The NCAA has decided on the punishments for Penn State University from the Jerry Sandusky child abuse scandal and they certainly are unique. In a week where Joe Paterno lost his statue and was basically disgraced, the NCAA wasted no time in handing down penalties that include a four year bowl ban, a loss of 10 scholarships per year for four years, with 10 coming in the first year, vacated wins from 1998 to 2011, five years probation, and a gigantic fine of 60 million dollars.
Although the NCAA did not hit Penn State with the death penalty, these penalties are still pretty harsh. In fact, this almost will have the same effect as the death penalty. These won’t kill football but they certainly cripple it. They could have been worse, but this grouping of punishments should have the desired effect. Not only did the football program get punished, the school also faces some repercussions for its failure in doing anything about Sandusky.

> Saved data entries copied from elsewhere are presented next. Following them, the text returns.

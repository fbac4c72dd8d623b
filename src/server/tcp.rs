//! # Servidor TCP Concurrente
//! src/server/tcp.rs
//!
//! Acepta conexiones y procesa cada una en su propio thread. El listener
//! trabaja en modo no bloqueante para poder revisar el `ShutdownHandle`
//! entre accepts.

use crate::config::Config;
use crate::error::ServerError;
use crate::http::request::{declared_content_length, header_end};
use crate::http::{ParseError, Request, Response, StatusCode};
use crate::router::Router;
use crate::tasks::handlers::{build_router, ApiSettings};
use crate::tasks::pool::ShutdownReport;
use crate::tasks::runtime::{RuntimeSettings, TaskRuntime};
use std::collections::hash_map::DefaultHasher;
use std::hash::{Hash, Hasher};
use std::io::{self, Read, Write};
use std::net::{SocketAddr, TcpListener, TcpStream};
use std::sync::atomic::{AtomicBool, AtomicU64, Ordering};
use std::sync::Arc;
use std::thread;
use std::time::{Duration, Instant, SystemTime};
use tracing::{debug, error, info, warn};

/// Tamaño máximo de un request (headers + body)
const MAX_REQUEST_BYTES: usize = 64 * 1024;

/// Pausa del accept loop cuando no hay conexiones pendientes
const ACCEPT_POLL: Duration = Duration::from_millis(25);

/// Timeout de lectura por conexión
const READ_TIMEOUT: Duration = Duration::from_secs(5);

static REQUEST_COUNTER: AtomicU64 = AtomicU64::new(0);

/// Señal para detener el accept loop desde otro thread (p. ej. Ctrl-C)
#[derive(Debug, Clone, Default)]
pub struct ShutdownHandle {
    flag: Arc<AtomicBool>,
}

impl ShutdownHandle {
    pub fn trigger(&self) {
        self.flag.store(true, Ordering::SeqCst);
    }

    pub fn is_triggered(&self) -> bool {
        self.flag.load(Ordering::SeqCst)
    }
}

/// Servidor HTTP con el runtime de tareas
pub struct Server {
    listener: TcpListener,
    router: Arc<Router>,
    runtime: TaskRuntime,
    shutdown: ShutdownHandle,
}

impl Server {
    /// Valida la config, arranca el runtime y hace bind
    pub fn bind(config: &Config) -> Result<Self, ServerError> {
        config.validate()?;
        let runtime = TaskRuntime::start(RuntimeSettings::from_config(config))?;
        Self::with_runtime(&config.address(), runtime, ApiSettings::from_config(config))
    }

    /// Hace bind sobre un runtime ya arrancado
    ///
    /// Si el bind falla el runtime se apaga antes de devolver el error.
    pub fn with_runtime(
        address: &str,
        runtime: TaskRuntime,
        api: ApiSettings,
    ) -> Result<Self, ServerError> {
        let listener = match TcpListener::bind(address) {
            Ok(listener) => listener,
            Err(e) => {
                runtime.shutdown();
                return Err(e.into());
            }
        };

        let router = build_router(runtime.service().clone(), api);

        Ok(Self {
            listener,
            router: Arc::new(router),
            runtime,
            shutdown: ShutdownHandle::default(),
        })
    }

    pub fn local_addr(&self) -> io::Result<SocketAddr> {
        self.listener.local_addr()
    }

    pub fn shutdown_handle(&self) -> ShutdownHandle {
        self.shutdown.clone()
    }

    pub fn runtime(&self) -> &TaskRuntime {
        &self.runtime
    }

    /// Atiende conexiones hasta que se dispare el `ShutdownHandle`
    ///
    /// Al salir deja de aceptar, cierra la cola, detiene el pool (con gracia)
    /// y el monitor.
    pub fn run(self) -> Result<ShutdownReport, ServerError> {
        let Server {
            listener,
            router,
            runtime,
            shutdown,
        } = self;

        if let Err(e) = listener.set_nonblocking(true) {
            runtime.shutdown();
            return Err(e.into());
        }

        match listener.local_addr() {
            Ok(addr) => info!(%addr, "Server listening (one thread per connection)"),
            Err(e) => warn!(error = %e, "Server listening on unknown address"),
        }

        while !shutdown.is_triggered() {
            match listener.accept() {
                Ok((stream, peer)) => {
                    let router = Arc::clone(&router);
                    let spawned = thread::Builder::new()
                        .name("conn".to_string())
                        .spawn(move || {
                            if let Err(e) = handle_connection(stream, &router) {
                                debug!(%peer, error = %e, "Connection error");
                            }
                        });
                    if let Err(e) = spawned {
                        error!(%peer, error = %e, "Failed to spawn connection thread");
                    }
                }
                Err(e) if e.kind() == io::ErrorKind::WouldBlock => thread::sleep(ACCEPT_POLL),
                Err(e) => {
                    warn!(error = %e, "Failed to accept connection");
                    thread::sleep(ACCEPT_POLL);
                }
            }
        }

        info!("Shutdown requested, no longer accepting connections");
        drop(listener);
        Ok(runtime.shutdown())
    }
}

/// Lee un request, lo despacha y escribe la respuesta
fn handle_connection(mut stream: TcpStream, router: &Router) -> io::Result<()> {
    let start = Instant::now();
    let request_id = next_request_id();

    stream.set_nonblocking(false)?;
    stream.set_read_timeout(Some(READ_TIMEOUT))?;

    let raw = match read_request(&mut stream)? {
        ReadOutcome::Complete(raw) => raw,
        ReadOutcome::Empty => {
            debug!(request_id = %request_id, "Connection closed without data");
            return Ok(());
        }
        ReadOutcome::TooLarge => {
            let mut response = Response::error(StatusCode::PayloadTooLarge, "Request too large");
            return respond(&mut stream, router, &mut response, &request_id, "-", "-", start);
        }
    };

    let (mut response, method, path) = match Request::parse(&raw) {
        Ok(request) => {
            let response = router.dispatch(&request);
            (response, request.method().as_str(), request.path().to_string())
        }
        Err(e @ ParseError::UnsupportedMethod(_)) => {
            debug!(request_id = %request_id, error = %e, "Unsupported method");
            (
                Response::error(StatusCode::MethodNotAllowed, "Method not allowed"),
                "-",
                "-".to_string(),
            )
        }
        Err(e) => {
            debug!(request_id = %request_id, error = %e, "Parse error");
            (
                Response::error(StatusCode::BadRequest, &format!("Invalid request: {}", e)),
                "-",
                "-".to_string(),
            )
        }
    };

    respond(&mut stream, router, &mut response, &request_id, method, &path, start)
}

fn respond(
    stream: &mut TcpStream,
    router: &Router,
    response: &mut Response,
    request_id: &str,
    method: &str,
    path: &str,
    start: Instant,
) -> io::Result<()> {
    router.add_common_headers(response);
    response.add_header("X-Request-Id", request_id);

    stream.write_all(&response.to_bytes())?;
    stream.flush()?;

    info!(
        request_id = %request_id,
        method,
        path,
        status = response.status().as_u16(),
        latency_ms = start.elapsed().as_secs_f64() * 1000.0,
        "Request handled"
    );
    Ok(())
}

#[derive(Debug)]
enum ReadOutcome {
    Complete(Vec<u8>),
    Empty,
    TooLarge,
}

/// Lee hasta tener los headers y `Content-Length` bytes de body
fn read_request(stream: &mut impl Read) -> io::Result<ReadOutcome> {
    let mut buffer = Vec::with_capacity(4096);
    let mut chunk = [0u8; 4096];
    let mut expected: Option<usize> = None;

    loop {
        let n = match stream.read(&mut chunk) {
            Ok(n) => n,
            Err(e) if e.kind() == io::ErrorKind::Interrupted => continue,
            Err(e) => return Err(e),
        };
        if n == 0 {
            break;
        }
        buffer.extend_from_slice(&chunk[..n]);

        if expected.is_none() {
            if let Some(end) = header_end(&buffer) {
                match end.checked_add(declared_content_length(&buffer[..end])) {
                    Some(total) => expected = Some(total),
                    None => return Ok(ReadOutcome::TooLarge),
                }
            }
        }

        match expected {
            Some(total) if total > MAX_REQUEST_BYTES => return Ok(ReadOutcome::TooLarge),
            Some(total) if buffer.len() >= total => break,
            None if buffer.len() > MAX_REQUEST_BYTES => return Ok(ReadOutcome::TooLarge),
            _ => {}
        }
    }

    if buffer.is_empty() {
        Ok(ReadOutcome::Empty)
    } else {
        Ok(ReadOutcome::Complete(buffer))
    }
}

fn next_request_id() -> String {
    let mut hasher = DefaultHasher::new();
    REQUEST_COUNTER.fetch_add(1, Ordering::Relaxed).hash(&mut hasher);
    thread::current().id().hash(&mut hasher);
    SystemTime::now()
        .duration_since(SystemTime::UNIX_EPOCH)
        .map(|d| d.as_nanos())
        .unwrap_or_default()
        .hash(&mut hasher);
    format!("{:016x}", hasher.finish())
}
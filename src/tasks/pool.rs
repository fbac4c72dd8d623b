//! # Pool de Workers
//! src/tasks/pool.rs
//!
//! N hilos que compiten por la cola de trabajo. Cada worker:
//!
//! 1. Toma un ID de la cola.
//! 2. Pasa la tarea `PENDING -> IN_PROGRESS` en el registro.
//! 3. Ejecuta el procesador.
//! 4. Pasa la tarea `IN_PROGRESS -> DONE` y cuenta una completada.
//!
//! La parada es cooperativa: `stop` activa la señal y espera a los workers
//! hasta el período de gracia. Un worker ocupado en el procesador no se puede
//! interrumpir; si no sale a tiempo se registra un warning y se lo abandona.

use crate::tasks::processor::TaskProcessor;
use crate::tasks::queue::{Dequeued, WorkQueue};
use crate::tasks::registry::Registry;
use crate::tasks::signal::{ExitLatch, StopSignal};
use crate::tasks::stats::Statistics;
use crate::tasks::types::{Task, TaskStatus};
use std::sync::Arc;
use std::thread::{self, JoinHandle};
use std::time::{Duration, Instant};
use tracing::{debug, info, warn};

/// Configuración del pool
#[derive(Debug, Clone, Copy)]
pub struct PoolConfig {
    /// Número de workers
    pub workers: usize,

    /// Cada cuánto un worker inactivo revisa la señal de parada
    pub poll_interval: Duration,
}

impl Default for PoolConfig {
    fn default() -> Self {
        Self {
            workers: 3,
            poll_interval: Duration::from_millis(100),
        }
    }
}

/// Resultado de `WorkerPool::stop`
#[derive(Debug, Clone, Copy, PartialEq, Eq)]
pub struct ShutdownReport {
    /// Workers que salieron dentro del período de gracia
    pub exited: usize,

    /// Workers que seguían corriendo al vencer el plazo
    pub still_running: usize,
}

impl ShutdownReport {
    pub fn is_clean(&self) -> bool {
        self.still_running == 0
    }
}

/// Lo que comparte cada worker
struct WorkerContext {
    queue: WorkQueue<String>,
    registry: Registry<String, Task>,
    stats: Statistics,
    processor: Arc<dyn TaskProcessor>,
    stop: StopSignal,
    poll_interval: Duration,
}

/// Pool de tamaño fijo
pub struct WorkerPool {
    handles: Vec<JoinHandle<()>>,
    stop: StopSignal,
    latch: ExitLatch,
}

impl WorkerPool {
    /// Lanza los workers
    pub fn start(
        config: PoolConfig,
        queue: WorkQueue<String>,
        registry: Registry<String, Task>,
        stats: Statistics,
        processor: Arc<dyn TaskProcessor>,
    ) -> std::io::Result<Self> {
        let stop = StopSignal::new();
        let latch = ExitLatch::new(config.workers);
        let context = Arc::new(WorkerContext {
            queue,
            registry,
            stats,
            processor,
            stop: stop.clone(),
            poll_interval: config.poll_interval,
        });

        let mut handles = Vec::with_capacity(config.workers);
        for id in 0..config.workers {
            let context = Arc::clone(&context);
            let guard = latch.guard();
            let spawned = thread::Builder::new()
                .name(format!("worker-{}", id))
                .spawn(move || {
                    let _guard = guard;
                    worker_loop(id, &context);
                });

            match spawned {
                Ok(handle) => handles.push(handle),
                Err(e) => {
                    // Parar los que ya arrancaron antes de reportar el error
                    stop.trigger();
                    return Err(e);
                }
            }
        }

        info!(workers = config.workers, "Started worker pool");
        Ok(Self {
            handles,
            stop,
            latch,
        })
    }

    pub fn size(&self) -> usize {
        self.handles.len()
    }

    /// Workers que aún no salieron
    pub fn running(&self) -> usize {
        self.latch.remaining()
    }

    /// Detiene el pool esperando como máximo `grace`
    ///
    /// Los workers dejan de tomar trabajo nuevo aunque queden elementos en la
    /// cola. Si alguno no sale a tiempo se lo deja corriendo (no hay
    /// cancelación forzada) y el reporte lo indica.
    pub fn stop(self, grace: Duration) -> ShutdownReport {
        info!("Stopping worker pool...");
        self.stop.trigger();

        let total = self.handles.len();
        let still_running = self.latch.wait_timeout(grace);

        if still_running == 0 {
            for handle in self.handles {
                let _ = handle.join();
            }
            info!(workers = total, "All workers stopped");
        } else {
            warn!(
                still_running,
                grace_ms = grace.as_millis() as u64,
                "Worker shutdown timeout, some workers may not have finished"
            );
            // Los handles se sueltan: los hilos quedan desacoplados
        }

        ShutdownReport {
            exited: total - still_running,
            still_running,
        }
    }
}

fn worker_loop(id: usize, context: &WorkerContext) {
    debug!(worker = id, "🔧 Worker started");

    loop {
        if context.stop.is_triggered() {
            info!(worker = id, "Stop signal received, exiting");
            return;
        }

        match context.queue.dequeue_timeout(context.poll_interval) {
            Dequeued::Item(task_id) => process_task(id, context, &task_id),
            Dequeued::TimedOut => continue,
            Dequeued::Closed => {
                info!(worker = id, "Queue closed, exiting");
                return;
            }
        }
    }
}

fn process_task(worker: usize, context: &WorkerContext, task_id: &String) {
    let claimed = context
        .registry
        .update(task_id, |task| task.advance(TaskStatus::InProgress));

    let task = match context.registry.get(task_id) {
        Some(task) if claimed && task.status == TaskStatus::InProgress => task,
        _ => {
            warn!(worker, task_id = %task_id, "Dequeued task is not claimable, skipping");
            return;
        }
    };

    debug!(worker, task_id = %task_id, "🔨 Processing task");
    let start = Instant::now();
    context.processor.process(&task);

    context
        .registry
        .update(task_id, |task| task.advance(TaskStatus::Done));
    context.stats.increment_completed();

    info!(
        worker,
        task_id = %task_id,
        duration_ms = start.elapsed().as_millis() as u64,
        "✅ Completed task"
    );
}

#[cfg(test)]
mod tests {
    use super::*;
    use std::sync::atomic::{AtomicUsize, Ordering};
    use std::sync::mpsc;

    struct Fixture {
        queue: WorkQueue<String>,
        registry: Registry<String, Task>,
        stats: Statistics,
    }

    impl Fixture {
        fn new(capacity: usize) -> Self {
            Self {
                queue: WorkQueue::new(capacity),
                registry: Registry::new(),
                stats: Statistics::new(),
            }
        }

        fn submit(&self, id: &str, payload: &str) {
            self.registry.set(id.to_string(), Task::new(id, payload));
            self.stats.increment_submitted();
            self.queue.enqueue(id.to_string()).unwrap();
        }

        fn start(&self, workers: usize, processor: Arc<dyn TaskProcessor>) -> WorkerPool {
            WorkerPool::start(
                PoolConfig {
                    workers,
                    poll_interval: Duration::from_millis(10),
                },
                self.queue.clone(),
                self.registry.clone(),
                self.stats.clone(),
                processor,
            )
            .unwrap()
        }

        fn wait_for_completed(&self, n: u64) {
            let deadline = Instant::now() + Duration::from_secs(5);
            while self.stats.snapshot().completed < n {
                assert!(Instant::now() < deadline, "timed out waiting for {} completions", n);
                thread::sleep(Duration::from_millis(5));
            }
        }
    }

    fn instant() -> Arc<dyn TaskProcessor> {
        Arc::new(|_: &Task| {})
    }

    #[test]
    fn test_pool_processes_all_tasks() {
        let fx = Fixture::new(16);
        let pool = fx.start(3, instant());
        for i in 1..=10 {
            fx.submit(&i.to_string(), "payload");
        }

        fx.wait_for_completed(10);
        assert!(fx.registry.get_all().iter().all(|t| t.status == TaskStatus::Done));

        let report = pool.stop(Duration::from_secs(2));
        assert!(report.is_clean());
        assert_eq!(report.exited, 3);
    }

    #[test]
    fn test_processor_sees_in_progress_task() {
        let fx = Fixture::new(4);
        let (tx, rx) = mpsc::channel();
        let tx = parking_lot::Mutex::new(tx);
        let pool = fx.start(
            1,
            Arc::new(move |task: &Task| {
                let _ = tx.lock().send(task.status);
            }),
        );

        fx.submit("1", "abc");
        assert_eq!(
            rx.recv_timeout(Duration::from_secs(2)).unwrap(),
            TaskStatus::InProgress
        );
        fx.wait_for_completed(1);
        let task = fx.registry.get(&"1".to_string()).unwrap();
        assert_eq!(task.status, TaskStatus::Done);
        assert!(task.started_at.unwrap() <= task.finished_at.unwrap());
        pool.stop(Duration::from_secs(1));
    }

    #[test]
    fn test_workers_exit_when_queue_closes() {
        let fx = Fixture::new(4);
        let pool = fx.start(2, instant());
        fx.queue.close();

        let deadline = Instant::now() + Duration::from_secs(2);
        while pool.running() > 0 {
            assert!(Instant::now() < deadline);
            thread::sleep(Duration::from_millis(5));
        }
        assert!(pool.stop(Duration::from_millis(100)).is_clean());
    }

    #[test]
    fn test_stop_leaves_queued_work_untouched() {
        let fx = Fixture::new(8);
        let pool = fx.start(2, instant());
        assert!(pool.stop(Duration::from_secs(1)).is_clean());

        fx.submit("1", "late");
        thread::sleep(Duration::from_millis(50));
        assert_eq!(
            fx.registry.get(&"1".to_string()).unwrap().status,
            TaskStatus::Pending
        );
        assert_eq!(fx.queue.len(), 1);
    }

    #[test]
    fn test_stop_times_out_on_stuck_workers() {
        let fx = Fixture::new(8);
        let (release_tx, release_rx) = mpsc::channel::<()>();
        let release_rx = parking_lot::Mutex::new(release_rx);
        let started = Arc::new(AtomicUsize::new(0));

        let pool = {
            let started = Arc::clone(&started);
            fx.start(
                2,
                Arc::new(move |_: &Task| {
                    started.fetch_add(1, Ordering::SeqCst);
                    // Bloquea hasta que el test libere (o se cierre el canal)
                    let _ = release_rx.lock().recv_timeout(Duration::from_secs(5));
                }),
            )
        };

        fx.submit("1", "a");
        fx.submit("2", "b");
        let deadline = Instant::now() + Duration::from_secs(2);
        while started.load(Ordering::SeqCst) < 1 {
            assert!(Instant::now() < deadline);
            thread::sleep(Duration::from_millis(5));
        }

        let report = pool.stop(Duration::from_millis(50));
        assert!(!report.is_clean());
        assert!(report.still_running >= 1);
        assert!(fx
            .registry
            .get_all()
            .iter()
            .any(|t| t.status == TaskStatus::InProgress));
        assert_eq!(fx.stats.snapshot().completed, 0);

        drop(release_tx);
    }

    #[test]
    fn test_unknown_task_id_is_skipped() {
        let fx = Fixture::new(4);
        let pool = fx.start(1, instant());
        fx.queue.enqueue("ghost".to_string()).unwrap();
        fx.submit("1", "real");

        fx.wait_for_completed(1);
        assert!(fx.registry.get(&"ghost".to_string()).is_none());
        assert_eq!(fx.stats.snapshot().completed, 1);
        pool.stop(Duration::from_secs(1));
    }
}
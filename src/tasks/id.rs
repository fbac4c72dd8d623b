//! # Generador de IDs
//! src/tasks/id.rs
//!
//! Emite IDs únicos y crecientes. Es un objeto explícito, propiedad de quien
//! crea tareas, para poder inyectar otro generador en tests.

use std::sync::atomic::{AtomicU64, Ordering};

/// Fuente de IDs de tareas
pub trait IdGenerator: Send + Sync {
    /// Devuelve un ID nuevo; nunca repite uno anterior
    fn next_id(&self) -> String;
}

/// Contador atómico: "1", "2", "3", ...
#[derive(Debug)]
pub struct SequentialIds {
    counter: AtomicU64,
}

impl SequentialIds {
    pub fn new() -> Self {
        Self::starting_after(0)
    }

    /// El primer ID emitido será `last + 1`
    pub fn starting_after(last: u64) -> Self {
        Self {
            counter: AtomicU64::new(last),
        }
    }

    /// Próximo valor numérico
    pub fn next_value(&self) -> u64 {
        self.counter.fetch_add(1, Ordering::Relaxed) + 1
    }
}

impl Default for SequentialIds {
    fn default() -> Self {
        Self::new()
    }
}

impl IdGenerator for SequentialIds {
    fn next_id(&self) -> String {
        self.next_value().to_string()
    }
}

#[cfg(test)]
mod tests {
    use super::*;
    use proptest::prelude::*;
    use std::collections::HashSet;
    use std::sync::Arc;
    use std::thread;

    #[test]
    fn test_ids_start_at_one() {
        let ids = SequentialIds::new();
        assert_eq!(ids.next_id(), "1");
        assert_eq!(ids.next_id(), "2");
    }

    #[test]
    fn test_starting_after() {
        let ids = SequentialIds::starting_after(41);
        assert_eq!(ids.next_id(), "42");
    }

    #[test]
    fn test_ids_unique_across_threads() {
        let ids = Arc::new(SequentialIds::new());
        let handles: Vec<_> = (0..8)
            .map(|_| {
                let ids = Arc::clone(&ids);
                thread::spawn(move || (0..500).map(|_| ids.next_value()).collect::<Vec<_>>())
            })
            .collect();

        let mut seen = HashSet::new();
        for handle in handles {
            let values = handle.join().unwrap();
            // Dentro de un mismo hilo el orden de emisión es estrictamente creciente
            assert!(values.windows(2).all(|w| w[0] < w[1]));
            for v in values {
                assert!(seen.insert(v), "duplicate id {}", v);
            }
        }
        assert_eq!(seen.len(), 4000);
    }

    proptest! {
        #[test]
        fn prop_ids_strictly_increase(start in 0u64..1_000_000, n in 1usize..200) {
            let ids = SequentialIds::starting_after(start);
            let issued: Vec<u64> = (0..n).map(|_| ids.next_id().parse().unwrap()).collect();
            prop_assert_eq!(issued[0], start + 1);
            prop_assert!(issued.windows(2).all(|w| w[1] == w[0] + 1));
        }
    }
}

There will be people that claim the penalties are harming Penn State and State College too much, but something had to have been done. Although it may not be seen as something for the NCAA to get involved in, they saw something that made them get involved. Times like this tend to call for drastic measures and Penn State was hit hard. 65 scholarships per year basically decimates the football program for the next four seasons.
This will certainly have a negative effect on the football programs for the coming years. Players will be allowed to transfer immediately and other coaches are just waiting to pounce on some of PSU’s best players. Don’t expect Penn State to be a contender in football for at least five years or so. That may be harsh but it is necessary after what happened at the school for so long.
The NCAA get a lot of flack for doing stupid stuff from time to time but this makes sense. It doesn’t totally wipe the football program off the map, but it certainly impacts the program in a way that they will never forget.